Francis Lodwick FRS (or Lodowick; 1619-1694) was a pioneer of a priori languages (what in the seventeenth century was called a 'philosophical language').

==Biography==
Francis Lodwick was a merchant of Flemish origin who lived in London. His name appears in A Collection of the Names of the Merchants living in and about the City of London (1677), with the address "Fan-church street" (Fenchurch Street). He did not have any higher education and was admitted as a Fellow to the Royal Society at the age of 60.

John Aubrey (1626–1697) reported that there was a group of men taking up the task of constructing a philosophical language left unfinished by John Wilkins (d. 1672). This group included Lodwick, besides Andrew Paschall (c. 1630–c. 1696), Thomas Pigott, Robert Hooke and John Ray, the latter being former members of Wilkin's original committee.
Lodwick had been working on a universal alphabet for some time, and Wilkins had borrowed some of Lodwick's papers for his 1668 Essay. Hooke notes in his diary for 12 November 1673 that Lodwick had lent him a revised version of his universal alphabet. For 10 July 1675, Hooke notes that Lodwick had discussed the universal character with him and on 28 that he (Hooke) himself had written in the character. The group maintained correspondence until at least 1682.
Lodwick's alphabet consists of a system of representing consonants systematically; symbols indicating place of articulation (labial, dental, palatal, velar, sibilant) are modified by indication of the manner of articulation (voiced, voiceless, aspirated, nasal). Vowels are added as diacritics. This approach is entirely parallel to the Tengwar alphabet, developed by J. R. R. Tolkien in the 1930s.

Lodwick may have been acquainted with Daniel Defoe.
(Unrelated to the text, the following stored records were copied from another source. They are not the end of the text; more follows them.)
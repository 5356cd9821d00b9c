//! HTTP calls the web client makes against the JSON API.
use gloo_net::http::{Request, Response};
use leptos::logging::{error, log};
use serde::de::DeserializeOwned;
use thiserror::Error;
use urlencoding::encode;

use crate::models::product::Product;
use crate::models::review::{NewReview, Review};
use crate::state::ProductDetail;

const API_BASE: &str = "/api";

#[derive(Error, Debug)]
pub enum ClientError {
    /// The server answered with a non-2xx status.
    #[error("{context}")]
    Status { context: &'static str, status: u16 },

    /// The request never completed or the body could not be decoded.
    #[error("{context}: {source}")]
    Transport {
        context: &'static str,
        #[source]
        source: gloo_net::Error,
    },
}

pub async fn fetch_products() -> Result<Vec<Product>, ClientError> {
    get_json(&format!("{API_BASE}/products"), "Failed to fetch products").await
}

pub async fn fetch_product(product_id: &str) -> Result<Product, ClientError> {
    get_json(
        &format!("{API_BASE}/products/{}", encode(product_id)),
        "Failed to fetch product",
    )
    .await
}

pub async fn fetch_reviews(product_id: &str) -> Result<Vec<Review>, ClientError> {
    get_json(
        &format!("{API_BASE}/reviews/{}", encode(product_id)),
        "Failed to fetch reviews",
    )
    .await
}

/// Fetches the product, then its reviews.
pub async fn fetch_product_detail(product_id: &str) -> Result<ProductDetail, ClientError> {
    let product = fetch_product(product_id).await?;
    let reviews = fetch_reviews(product_id).await?;
    Ok(ProductDetail { product, reviews })
}

pub async fn submit_review(review: &NewReview) -> Result<Review, ClientError> {
    const CONTEXT: &str = "Failed to submit review";
    let url = format!("{API_BASE}/reviews");
    let response = Request::post(&url)
        .json(review)
        .map_err(|source| ClientError::Transport { context: CONTEXT, source })?
        .send()
        .await
        .map_err(|source| ClientError::Transport { context: CONTEXT, source })?;
    let saved: Review = read_json(response, CONTEXT).await?;
    log!("[CLIENT] Review {} saved for product {}", saved.id, saved.product_id);
    Ok(saved)
}

async fn get_json<T: DeserializeOwned>(url: &str, context: &'static str) -> Result<T, ClientError> {
    log!("[CLIENT] GET {}", url);
    let response = Request::get(url)
        .send()
        .await
        .map_err(|source| ClientError::Transport { context, source })?;
    read_json(response, context).await
}

async fn read_json<T: DeserializeOwned>(
    response: Response,
    context: &'static str,
) -> Result<T, ClientError> {
    if !response.ok() {
        error!("[CLIENT] {} {}: HTTP {}", context, response.url(), response.status());
        return Err(ClientError::Status {
            context,
            status: response.status(),
        });
    }
    response
        .json()
        .await
        .map_err(|source| ClientError::Transport { context, source })
}
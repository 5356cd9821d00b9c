pub mod home_page;
pub mod navbar;
pub mod product_gallery;
pub mod product_page;
pub mod review_form;
pub mod reviews_list;
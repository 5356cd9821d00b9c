use leptos::*;
use leptos_router::A;

#[component]
pub fn Navbar() -> impl IntoView {
    view! {
        <nav class="navbar">
            <div class="container navbar-inner">
                <h1 class="brand">"Perfume Store"</h1>
                <ul class="nav-links">
                    <li><A href="/">"Home"</A></li>
                </ul>
            </div>
        </nav>
    }
}
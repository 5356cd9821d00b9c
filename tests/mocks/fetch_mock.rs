use wasm_bindgen::prelude::*;

/// This module replaces `window.fetch` so components that talk to the API
/// can be tested without a running server.

#[wasm_bindgen(inline_js = r#"
export function setup_fetch_mock(status, body) {
    if (!window.__originalFetch) {
        window.__originalFetch = window.fetch;
    }
    window.__lastFetchBody = "";

    window.fetch = async function(input, init) {
        const request = input instanceof Request ? input : new Request(input, init);
        window.__lastFetchBody = await request.text();
        console.log("[MOCK FETCH]", request.method, request.url, "->", status);
        return new Response(body, {
            status: status,
            headers: { "Content-Type": "application/json" },
        });
    };
    return true;
}

export function last_fetch_body() {
    return window.__lastFetchBody || "";
}

export function restore_fetch() {
    if (window.__originalFetch) {
        window.fetch = window.__originalFetch;
        delete window.__originalFetch;
    }
}
"#)]
extern "C" {
    /// Every fetch answers `status` with the JSON `body`
    pub fn setup_fetch_mock(status: u16, body: &str) -> bool;

    /// Body of the most recent request seen by the mock
    pub fn last_fetch_body() -> String;

    pub fn restore_fetch();
}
Francis' nephew Charles Lodwik (1658–1724), Mayor of New York City in 1694, signed at Defoe's marriage as a witness, and Francis may have introduced Defoe to "Roscommon's Academy", a group founded by Lord Roscommon in 1683.
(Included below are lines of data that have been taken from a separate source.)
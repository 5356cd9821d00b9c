// src/models/product.rs
use serde::{Deserialize, Serialize};

#[derive(Serialize, Deserialize, Debug, Clone, PartialEq)]
pub struct Product {
    #[serde(rename = "_id")]
    pub id: String,           // Store-assigned identifier
    pub name: String,
    pub description: String,
    pub price: f64,           // Non-negative, shown with two decimals
    pub images: Vec<String>,  // Image URIs, first one is the cover
    pub sizes: Vec<String>,   // Size labels (e.g. "50ml")
}

impl Product {
    pub fn cover_image(&self) -> Option<&str> {
        self.images.first().map(String::as_str)
    }

    /// Detail page price, always two decimals.
    pub fn display_price(&self) -> String {
        format!("₹{:.2}", self.price)
    }

    /// Card price on the product grid, printed as stored (`₹2499`, `₹1799.5`).
    pub fn card_price(&self) -> String {
        format!("₹{}", self.price)
    }
}

/// A product as it appears in a seed file, before the store assigns an id.
#[derive(Serialize, Deserialize, Debug, Clone, PartialEq)]
pub struct NewProduct {
    pub name: String,
    pub description: String,
    pub price: f64,
    pub images: Vec<String>,
    #[serde(default)]
    pub sizes: Vec<String>,
}

impl NewProduct {
    /// Checks the constraints the API relies on when rendering a product.
    pub fn validate(&self) -> Result<(), String> {
        if self.name.trim().is_empty() {
            return Err("product name is empty".to_string());
        }
        if !self.price.is_finite() || self.price < 0.0 {
            return Err(format!("product '{}' has invalid price {}", self.name, self.price));
        }
        if self.images.is_empty() {
            return Err(format!("product '{}' has no images", self.name));
        }
        Ok(())
    }

    pub fn with_id(&self, id: String) -> Product {
        Product {
            id,
            name: self.name.clone(),
            description: self.description.clone(),
            price: self.price,
            images: self.images.clone(),
            sizes: self.sizes.clone(),
        }
    }
}
use std::{env, path::PathBuf};

use leptos::logging::{log, warn};
use thiserror::Error;

#[derive(Debug, Error, PartialEq)]
pub enum ConfigError {
    #[error("DATABASE_URL is not set")]
    MissingDatabaseUrl,

    #[error("Invalid PORT value '{0}'")]
    InvalidPort(String),
}

/// Server settings read from the process environment.
#[derive(Debug, Clone, PartialEq)]
pub struct Config {
    pub database_url: String,
    /// Overrides the port of the Leptos site address when set.
    pub port: Option<u16>,
    pub products_seed: Option<PathBuf>,
}

impl Config {
    pub fn from_env() -> Result<Self, ConfigError> {
        if dotenv::dotenv().is_ok() {
            log!("[CONFIG] Loaded variables from .env");
        }
        Self::from_lookup(|key| env::var(key).ok())
    }

    pub fn from_lookup(lookup: impl Fn(&str) -> Option<String>) -> Result<Self, ConfigError> {
        let database_url = lookup("DATABASE_URL")
            .filter(|url| !url.trim().is_empty())
            .ok_or(ConfigError::MissingDatabaseUrl)?;

        let port: Option<u16> = match lookup("PORT") {
            Some(raw) => Some(
                raw.trim()
                    .parse()
                    .map_err(|_| ConfigError::InvalidPort(raw.clone()))?,
            ),
            None => {
                log!("[CONFIG] PORT not set, using the Leptos site address");
                None
            }
        };

        let products_seed = lookup("PRODUCTS_SEED").map(PathBuf::from);
        if products_seed.is_none() {
            warn!("[CONFIG] PRODUCTS_SEED not set, products must be provisioned separately");
        }

        Ok(Config {
            database_url,
            port,
            products_seed,
        })
    }
}
use leptos::*;

use crate::state::Gallery;

/// Main image plus clickable thumbnails. Selection never leaves the browser.
#[component]
pub fn ProductGallery(images: Vec<String>, name: String) -> impl IntoView {
    let gallery = create_rw_signal(Gallery::new(images));
    let main_alt = name.clone();

    let thumbnails = gallery
        .with_untracked(|g| g.images().to_vec())
        .into_iter()
        .enumerate()
        .map(|(index, image)| {
            let alt = name.clone();
            view! {
                <img
                    src=image
                    alt=alt
                    class="gallery-thumbnail"
                    class:selected=move || gallery.with(|g| g.selected_index() == index)
                    on:click=move |_| gallery.update(|g| g.select(index))
                />
            }
        })
        .collect_view();

    view! {
        <div class="gallery">
            <img
                class="gallery-main"
                src=move || gallery.with(|g| g.selected_image().unwrap_or_default().to_string())
                alt=main_alt
            />
            <div class="gallery-thumbnails">{thumbnails}</div>
        </div>
    }
}
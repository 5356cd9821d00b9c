#[cfg(feature = "ssr")]
use std::{io, path::Path};
#[cfg(feature = "ssr")]
use storefront::db::Database;

#[cfg(feature = "ssr")]
#[actix_web::main]
async fn main() -> io::Result<()> {
    use actix_files::Files;
    use actix_web::*;
    use leptos::*;
    use leptos::logging::{error, log};
    use leptos_actix::{generate_route_list, LeptosRoutes};
    use storefront::api;
    use storefront::app::*;
    use storefront::config::Config;

    // Missing DATABASE_URL ends startup here
    let config = Config::from_env().map_err(|e| {
        error!("[SERVER] Configuration error: {}", e);
        io::Error::other(e)
    })?;

    // The store handle is shared with every worker through app data
    let db = Database::new(&config.database_url).map_err(io::Error::other)?;
    db.create_schema().await.map_err(io::Error::other)?;
    log!("[SERVER] Collections ready");

    if let Some(seed) = &config.products_seed {
        seed_products(&db, seed).await?;
    }
    let product_count = db.count_products().await.map_err(io::Error::other)?;
    log!("[SERVER] Serving {} products", product_count);

    // Load configuration
    let conf = get_configuration(None)
        .await
        .map_err(|e| io::Error::other(e.to_string()))?;
    let mut addr = conf.leptos_options.site_addr;
    if let Some(port) = config.port {
        addr.set_port(port);
    }

    // Generate the list of routes in your Leptos App
    let routes = generate_route_list(App);
    log!("[SERVER] listening on http://{}", &addr);

    HttpServer::new(move || {
        let leptos_options = &conf.leptos_options;
        let site_root = &leptos_options.site_root;

        App::new()
            .app_data(web::Data::new(db.clone()))
            // Register the JSON API BEFORE the Leptos routes
            .configure(api::configure)
            // Serve JS/WASM/CSS from `pkg`
            .service(Files::new("/pkg", format!("{site_root}/pkg")))
            // Serve other assets from the `assets` directory
            .service(Files::new("/assets", site_root))
            // Serve the favicon from /favicon.ico
            .service(favicon)
            // Register Leptos routes
            .leptos_routes(leptos_options.to_owned(), routes.to_owned(), App)
            // Pass Leptos options to the app
            .app_data(web::Data::new(leptos_options.to_owned()))
    })
    .bind(&addr)?
    .run()
    .await
}

// Fill an empty products collection from a JSON seed file
#[cfg(feature = "ssr")]
async fn seed_products(db: &Database, path: &Path) -> io::Result<()> {
    use leptos::logging::log;
    use storefront::models::product::NewProduct;

    let raw = std::fs::read_to_string(path)?;
    let products: Vec<NewProduct> = serde_json::from_str(&raw).map_err(io::Error::other)?;
    let inserted = db.seed_products(&products).await.map_err(io::Error::other)?;
    log!("[SERVER] Seeded {} of {} products from {}", inserted, products.len(), path.display());
    Ok(())
}

#[cfg(feature = "ssr")]
#[actix_web::get("favicon.ico")]
async fn favicon(
    leptos_options: actix_web::web::Data<leptos::LeptosOptions>,
) -> actix_web::Result<actix_files::NamedFile> {
    let leptos_options = leptos_options.into_inner();
    let site_root = &leptos_options.site_root;
    Ok(actix_files::NamedFile::open(format!(
        "{site_root}/favicon.ico"
    ))?)
}

#[cfg(not(any(feature = "ssr", feature = "csr")))]
pub fn main() {
    // no client-side main function
    // unless we want this to work with e.g., Trunk for pure client-side testing
    // see lib.rs for hydration function instead
    // see optional feature `csr` instead
}

#[cfg(all(not(feature = "ssr"), feature = "csr"))]
pub fn main() {
    // a client-side main function is required for using `trunk serve`
    // prefer using `cargo leptos serve` instead
    // to run: `trunk serve --open --features csr`
    use storefront::app::*;

    console_error_panic_hook::set_once();

    leptos::mount_to_body(App);
}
L. L. Zamenhof, creator of Esperanto, the most widely used constructed international auxiliary language, chose Ludwik as his non-Jewish name in honor of Francis Lodwick.

==Works==
- 1647 A Common Writing: Whereby two, although not understanding one the others Language, yet by the helpe thereof, may communicate their minds one to another
- 1652 The Ground-Work, Or Foundation Laid, (or so intended) For the Framing of a New Perfect Language: And an Vniversall or Common Writing. And presented to the consideration of the Learned
- ca. 1675, A Country Not Named
- 1686 An Essay towards An Universal Alphabet, Philosophical Transactions 16, pp. 126-37.

==See also==
- Cave Beck
- George Dalgarno
- John Wilkins

==Bibliography==
- Cram, David and Jaap Maat, Universal language schemes in the 17th century, In Auroux, Koerner, Niederehe, Versteegh (eds.), History of the Language Sciences, Berlin/New York: Walter de Gruyter, 2000.
- Eco, Umberto, The search for the perfect language, Fontana Press, 1997, ISBN 0-00-686378-7, pp. 260-268
- Lewis, Rhodri, The efforts of the Aubrey correspondence group to revise John Wilkins’ Essay (1668) and their context, Historiographia Linguistica 28 (2001), 331-364.
- Poole, William, A Rare Early-Modern Utopia: Francis Lodwick’s A Country Not Named (c. 1675), Utopian Studies 15 (2004), 115-37.
- Poole, William, The Genesis Narrative in the Circle of Robert Hooke and Francis Lodwick, in Hessayon and Keene (eds.), Scripture and Scholarship in Early Modern England, Aldershot: Ashgate, 2005.
- Poole, William, Francis Lodwick’s Creation: Theology and Natural Philosophy in the Early Royal Society., Journal of the History of Ideas, 2005.
- Salmon, Vivian, The Works of Francis Lodwick, London: Longman, 1972.